## TASK TO CARRY OUT
Copy every line of the entries that has the string "ImageJob" in it.

SOURCE DATA section start

use std::path::PathBuf;

/// Everything that can go wrong while configuring or running a slicing batch.
///
/// Per-image variants (`ImageDecode`, `CreateDir`, `SliceWrite`, `EmptySlice`)
/// never escape a run; the runner turns them into `fail (<cause>)` log lines
/// using this type's `Display` text.
#[derive(Debug, thiserror::Error)]
pub enum Error {
    #[error("invalid slice configuration: {0}")]
    InvalidConfig(String),

    #[error("cannot decode {}: {source}", path.display())]
    ImageDecode {
        path: PathBuf,
        #[source]
        source: image::ImageError,
    },

    #[error("cannot create directory {}: {source}", path.display())]
    CreateDir {
        path: PathBuf,
        #[source]
        source: std::io::Error,
    },

    #[error("cannot write slice {}: {source}", path.display())]
    SliceWrite {
        path: PathBuf,
        #[source]
        source: image::ImageError,
    },

    #[error("slice {index} is empty after clamping")]
    EmptySlice { index: usize },

    #[error("cannot read config {}: {source}", path.display())]
    ConfigRead {
        path: PathBuf,
        #[source]
        source: std::io::Error,
    },

    #[error("cannot parse config: {0}")]
    ConfigParse(#[from] serde_json::Error),

    #[error("a slicing run is already active")]
    Busy,

    #[error("cannot start slicing worker: {0}")]
    Spawn(#[source] std::io::Error),

    #[error("slicing worker panicked")]
    WorkerPanicked,
}

pub type Result<T> = std::result::Result<T, Error>;
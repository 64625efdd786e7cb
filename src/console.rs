use crate::grid::SliceRect;
use crate::runner::RunResult;
use std::path::Path;
use std::sync::{Condvar, Mutex, MutexGuard};
use std::time::Duration;

/// Receives a run's progress from the worker thread.
///
/// Every method has a no-op default, so implementors only pick what they render.
pub trait RunObserver: Send + Sync {
    /// One line of the human-readable run log.
    fn on_log(&self, _line: &str) {}

    /// A slice of `source` was written.
    fn on_slice(&self, _source: &Path, _rect: &SliceRect) {}

    /// The run is over and its result is final.
    fn on_finished(&self, _result: &RunResult) {}
}

/// Discards everything.
#[derive(Debug, Default, Clone, Copy)]
pub struct NullObserver;

impl RunObserver for NullObserver {}

/// Append-only, thread-safe store of log lines.
///
/// Appends and reader wake-ups happen under one lock, so a reader never sees
/// a half-applied append.
#[derive(Debug, Default)]
pub struct Console {
    lines: Mutex<Vec<String>>,
    changed: Condvar,
}

impl Console {
    pub fn new() -> Self {
        Self::default()
    }

    fn lock(&self) -> MutexGuard<'_, Vec<String>> {
        // A panic while holding the lock cannot leave a Vec<String> half-pushed.
        self.lines.lock().unwrap_or_else(|e| e.into_inner())
    }

    pub fn append(&self, line: &str) {
        let mut lines = self.lock();
        lines.push(line.to_string());
        self.changed.notify_all();
    }

    pub fn len(&self) -> usize {
        self.lock().len()
    }

    pub fn is_empty(&self) -> bool {
        self.lock().is_empty()
    }

    pub fn snapshot(&self) -> Vec<String> {
        self.lock().clone()
    }

    /// Lines appended after the first `from`.
    pub fn since(&self, from: usize) -> Vec<String> {
        self.lock().iter().skip(from).cloned().collect()
    }

    /// Block until at least `n` lines exist or `timeout` passes. Returns the line count.
    pub fn wait_for_len(&self, n: usize, timeout: Duration) -> usize {
        let lines = self.lock();
        let (lines, _) = self
            .changed
            .wait_timeout_while(lines, timeout, |lines| lines.len() < n)
            .unwrap_or_else(|e| e.into_inner());
        lines.len()
    }
}

impl RunObserver for Console {
    fn on_log(&self, line: &str) {
        self.append(line);
    }
}
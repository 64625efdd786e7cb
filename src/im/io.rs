use super::core::{Im, RGBAIm};
use image::ImageResult;
use std::path::Path;

fn dim_mismatch_err() -> image::ImageError {
    image::ImageError::Parameter(image::error::ParameterError::from_kind(
        image::error::ParameterErrorKind::DimensionMismatch,
    ))
}

// Decode
// -----------------------------------------------------------------------------
impl Im<u8, 4> {
    /// Decode any format the `image` crate recognizes (by content, then by
    /// extension) into straight 8-bit RGBA.
    pub fn load<P: AsRef<Path>>(path: P) -> ImageResult<Self> {
        let img = image::ImageReader::open(path)?
            .with_guessed_format()?
            .decode()?
            .into_rgba8();
        Self::from_rgba8(img)
    }

    pub fn from_rgba8(img: image::RgbaImage) -> ImageResult<Self> {
        let w = img.width() as usize;
        let h = img.height() as usize;
        let arr = img.into_raw();

        if arr.len() != w * h * 4 {
            return Err(dim_mismatch_err());
        }

        Ok(Self { w, h, s: w * 4, arr })
    }
}

// PNG encode
// -----------------------------------------------------------------------------
impl RGBAIm {
    pub fn save_png<P: AsRef<Path>>(&self, path: P) -> ImageResult<()> {
        let img = image::RgbaImage::from_raw(self.w as u32, self.h as u32, self.arr.clone())
            .ok_or_else(dim_mismatch_err)?;

        img.save_with_format(path, image::ImageFormat::Png)
    }
}

// Tests
// -----------------------------------------------------------------------------

#[cfg(test)]
mod tests {
    use super::*;

    #[test]
    fn png_round_trip_keeps_alpha() {
        let dir = tempfile::tempdir().unwrap();
        let path = dir.path().join("px.png");

        let mut im = RGBAIm::new(2, 1);
        im.arr.copy_from_slice(&[10, 20, 30, 0, 40, 50, 60, 128]);
        im.save_png(&path).unwrap();

        let back = RGBAIm::load(&path).unwrap();
        assert_eq!((back.w, back.h, back.s), (2, 1, 8));
        assert_eq!(back.arr, im.arr);
    }

    #[test]
    fn load_converts_rgb_to_opaque_rgba() {
        let dir = tempfile::tempdir().unwrap();
        let path = dir.path().join("rgb.png");
        image::RgbImage::from_pixel(3, 2, image::Rgb([1, 2, 3]))
            .save(&path)
            .unwrap();

        let im = RGBAIm::load(&path).unwrap();
        assert_eq!((im.w, im.h), (3, 2));
        assert!(im.arr.chunks_exact(4).all(|px| px == [1, 2, 3, 255]));
    }

    #[test]
    fn load_missing_file_is_io_error() {
        let dir = tempfile::tempdir().unwrap();
        let err = RGBAIm::load(dir.path().join("nope.png")).unwrap_err();
        assert!(matches!(err, image::ImageError::IoError(_)));
    }

    #[test]
    fn load_garbage_is_an_error() {
        let dir = tempfile::tempdir().unwrap();
        let path = dir.path().join("junk.png");
        std::fs::write(&path, b"definitely not a png").unwrap();
        assert!(RGBAIm::load(&path).is_err());
    }
}
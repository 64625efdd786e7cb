// Library crate root.
//
// This crate is used both as a binary (src/main.rs) and as a library.
// The slicing engine lives here so other front ends can drive it; the binary
// is only argument parsing and console output.

pub mod im;
pub mod config;
pub mod error;
pub mod grid;
pub mod job;
pub mod console;
pub mod runner;

pub use config::{EdgeClamp, SliceConfig};
pub use console::{Console, NullObserver, RunObserver};
pub use error::{Error, Result};
pub use grid::{GridPlan, SliceRect, SliceRects, plan};
pub use job::ImageJob;
pub use runner::{RunCanceler, RunHandle, RunOutcome, RunResult, RunToken, RunnerState, SliceRunner};

#[cfg(test)]
pub mod test_helpers;
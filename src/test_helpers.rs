use crate::grid::SliceRect;
use crate::im::RGBAIm;
use std::path::{Path, PathBuf};

/// Normalize an indented multi-line grid literal: trim each row, drop blank rows.
pub fn trim_ascii(grid: &str) -> String {
    let mut out = String::new();
    for row in grid.lines().map(|l| l.trim()).filter(|l| !l.is_empty()) {
        out.push_str(row);
        out.push('\n');
    }
    out
}

/// One char per pixel: how many rects cover it (`0`-`9`, `*` beyond).
pub fn coverage_to_ascii(w: usize, h: usize, rects: &[SliceRect]) -> String {
    let mut out = String::new();
    for y in 0..h {
        for x in 0..w {
            let n = rects.iter().filter(|r| r.roi.contains(x, y)).count();
            out.push(match n {
                0..=9 => (b'0' + n as u8) as char,
                _ => '*',
            });
        }
        out.push('\n');
    }
    out
}

/// The pixel a coordinate-stamped image carries at `(x, y)`.
pub fn coord_px(x: usize, y: usize) -> [u8; 4] {
    [(x % 251) as u8, (y % 251) as u8, ((x + y) % 7) as u8 * 30, 255]
}

/// Write a `w x h` PNG whose pixels encode their own position (see `coord_px`).
pub fn write_coord_png(dir: &Path, name: &str, w: usize, h: usize) -> PathBuf {
    let mut im = RGBAIm::new(w, h);
    for y in 0..h {
        for x in 0..w {
            let px = coord_px(x, y);
            for (ch, v) in px.into_iter().enumerate() {
                unsafe {
                    *im.get_unchecked_mut(x, y, ch) = v;
                }
            }
        }
    }
    let path = dir.join(name);
    im.save_png(&path).unwrap();
    path
}

/// Check that `slice` holds exactly the pixels of a coordinate-stamped source
/// starting at `(l, t)`.
pub fn assert_slice_from(slice: &RGBAIm, l: usize, t: usize) {
    for y in 0..slice.h {
        for x in 0..slice.w {
            let got: [u8; 4] = std::array::from_fn(|ch| unsafe { *slice.get_unchecked(x, y, ch) });
            assert_eq!(got, coord_px(l + x, t + y), "pixel ({x}, {y}) of slice at ({l}, {t})");
        }
    }
}

/// Sorted file names in `dir`.
pub fn file_names(dir: &Path) -> Vec<String> {
    let mut names: Vec<String> = match std::fs::read_dir(dir) {
        Ok(entries) => entries
            .map(|e| e.unwrap().file_name().to_string_lossy().into_owned())
            .collect(),
        Err(_) => Vec::new(),
    };
    names.sort();
    names
}
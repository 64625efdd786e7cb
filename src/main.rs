use clap::Parser;
use std::path::PathBuf;
use std::process::ExitCode;
use std::sync::Arc;
use tilecut::{EdgeClamp, ImageJob, RunObserver, RunOutcome, SliceConfig, SliceRunner};

#[cfg(unix)]
use signal_hook::consts::signal::{SIGINT, SIGTERM};
#[cfg(unix)]
use signal_hook::iterator::Signals;

#[derive(Parser, Debug)]
#[command(
    version,
    about = "Cut images into a grid of (optionally overlapping) PNG slices"
)]
struct Args {
    /// Images to slice, processed in the order given
    #[arg(required = true, value_name = "IMAGE")]
    images: Vec<PathBuf>,

    /// JSON file with slicing settings; the flags below override it
    #[arg(long, value_name = "FILE")]
    config: Option<PathBuf>,

    /// Directory the slices are written to
    #[arg(short = 'o', long, value_name = "DIR")]
    dest: Option<PathBuf>,

    #[arg(long, value_name = "PX")]
    slice_width: Option<u32>,

    #[arg(long, value_name = "PX")]
    slice_height: Option<u32>,

    /// Pixels shared by horizontally adjacent slices
    #[arg(long, value_name = "PX")]
    overlap_width: Option<u32>,

    /// Pixels shared by vertically adjacent slices
    #[arg(long, value_name = "PX")]
    overlap_height: Option<u32>,

    #[arg(long)]
    right_to_left: bool,

    #[arg(long)]
    bottom_to_top: bool,

    /// Number slices down each column before moving to the next one
    #[arg(long)]
    column_order: bool,

    /// Put each image's slices in a sub directory named after the image
    #[arg(long)]
    per_image_subdir: bool,

    /// Let boundary slices reach the last row/column of the image
    #[arg(long)]
    exact_edges: bool,

    /// Print the planned slices for each image instead of writing them
    #[arg(long)]
    plan: bool,

    /// Print the effective settings as JSON before running
    #[arg(long)]
    print_config: bool,
}

fn build_config(args: &Args) -> tilecut::Result<SliceConfig> {
    let mut config = match &args.config {
        Some(path) => SliceConfig::load_json(path)?,
        None => SliceConfig::default(),
    };

    if let Some(dest) = &args.dest {
        config.destination_root = dest.clone();
    }
    if let Some(v) = args.slice_width {
        config.slice_width = v;
    }
    if let Some(v) = args.slice_height {
        config.slice_height = v;
    }
    if let Some(v) = args.overlap_width {
        config.overlap_width = v;
    }
    if let Some(v) = args.overlap_height {
        config.overlap_height = v;
    }
    if args.right_to_left {
        config.left_to_right = false;
    }
    if args.bottom_to_top {
        config.top_to_bottom = false;
    }
    if args.column_order {
        config.row_major = false;
    }
    if args.per_image_subdir {
        config.per_image_subdir = true;
    }
    if args.exact_edges {
        config.edge_clamp = EdgeClamp::Exact;
    }

    config.validate()?;
    Ok(config)
}

struct StdoutObserver;

impl RunObserver for StdoutObserver {
    fn on_log(&self, line: &str) {
        println!("{line}");
    }
}

/// Calls `on_interrupt` on the first SIGINT/SIGTERM; a second one exits
/// immediately. Dropping the guard stops listening.
#[cfg(unix)]
struct InterruptGuard {
    handle: signal_hook::iterator::Handle,
    thread: Option<std::thread::JoinHandle<()>>,
}

#[cfg(unix)]
impl InterruptGuard {
    fn new<F>(on_interrupt: F) -> std::io::Result<Self>
    where
        F: Fn() + Send + 'static,
    {
        let mut signals = Signals::new([SIGINT, SIGTERM])?;
        let handle = signals.handle();
        let thread = std::thread::spawn(move || {
            let mut interrupted = false;
            for signal in signals.forever() {
                if interrupted {
                    log::warn!("second interrupt, exiting without waiting");
                    std::process::exit(128 + signal);
                }
                interrupted = true;
                log::warn!("interrupt received, stopping after the current slice");
                on_interrupt();
            }
        });
        Ok(Self {
            handle,
            thread: Some(thread),
        })
    }
}

#[cfg(unix)]
impl Drop for InterruptGuard {
    fn drop(&mut self) {
        self.handle.close();
        if let Some(thread) = self.thread.take() {
            let _ = thread.join();
        }
    }
}

#[cfg(not(unix))]
struct InterruptGuard;

#[cfg(not(unix))]
impl InterruptGuard {
    fn new<F>(_on_interrupt: F) -> std::io::Result<Self>
    where
        F: Fn() + Send + 'static,
    {
        Ok(Self)
    }
}

fn print_plans(images: &[PathBuf], config: &SliceConfig) -> ExitCode {
    let mut errors = 0;
    for path in images {
        let planned = image::image_dimensions(path)
            .map_err(|e| e.to_string())
            .and_then(|(w, h)| tilecut::plan(w, h, config).map_err(|e| e.to_string()));

        match planned {
            Ok(plan) => {
                let job = ImageJob::new(path, config);
                println!(
                    "{}: {} slices ({} columns x {} rows)",
                    path.display(),
                    plan.len(),
                    plan.columns,
                    plan.rows
                );
                for rect in &plan {
                    let (x0, y0, x1, y1) = rect.bounds();
                    println!(
                        "  {:>4}  ({x0}, {y0})-({x1}, {y1})  {}x{}  {}",
                        rect.index,
                        rect.roi.w(),
                        rect.roi.h(),
                        job.slice_path(rect.index).display()
                    );
                }
            }
            Err(e) => {
                errors += 1;
                println!("{}: {e}", path.display());
            }
        }
    }

    if errors == 0 {
        ExitCode::SUCCESS
    } else {
        ExitCode::FAILURE
    }
}

fn main() -> ExitCode {
    env_logger::Builder::from_env(env_logger::Env::default().default_filter_or("info"))
        .format_timestamp_millis()
        .init();

    let args = Args::parse();

    let config = match build_config(&args) {
        Ok(config) => config,
        Err(e) => {
            eprintln!("Error: {e}");
            return ExitCode::from(2);
        }
    };

    if args.print_config {
        match serde_json::to_string_pretty(&config) {
            Ok(json) => println!("{json}"),
            Err(e) => log::warn!("cannot print config: {e}"),
        }
    }

    if args.plan {
        return print_plans(&args.images, &config);
    }

    let runner = SliceRunner::new();
    let canceler = runner.canceler();
    let _interrupt = InterruptGuard::new(move || canceler.cancel())
        .map_err(|e| log::warn!("cannot listen for interrupts: {e}"))
        .ok();

    let handle = match runner.start(args.images.clone(), config, Arc::new(StdoutObserver)) {
        Ok(handle) => handle,
        Err(e) => {
            eprintln!("Error: {e}");
            return ExitCode::from(2);
        }
    };

    match handle.wait() {
        Ok(result) if result.images_failed == 0 && result.outcome == RunOutcome::Completed => {
            ExitCode::SUCCESS
        }
        Ok(_) => ExitCode::FAILURE,
        Err(e) => {
            eprintln!("Error: {e}");
            ExitCode::FAILURE
        }
    }
}
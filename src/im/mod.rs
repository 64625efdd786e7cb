pub mod core;
pub use self::core::{Im, RGBAIm};

pub mod roi;
pub use self::roi::ROI;

// Decode / encode
// -----------------------------------------------------------------------------

pub mod io;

SOURCE DATA section end

## SOLUTION FOR THIS EXERCISE
pub use job::ImageJob;
use tilecut::{EdgeClamp, ImageJob, RunObserver, RunOutcome, SliceConfig, SliceRunner};
                let job = ImageJob::new(path, config);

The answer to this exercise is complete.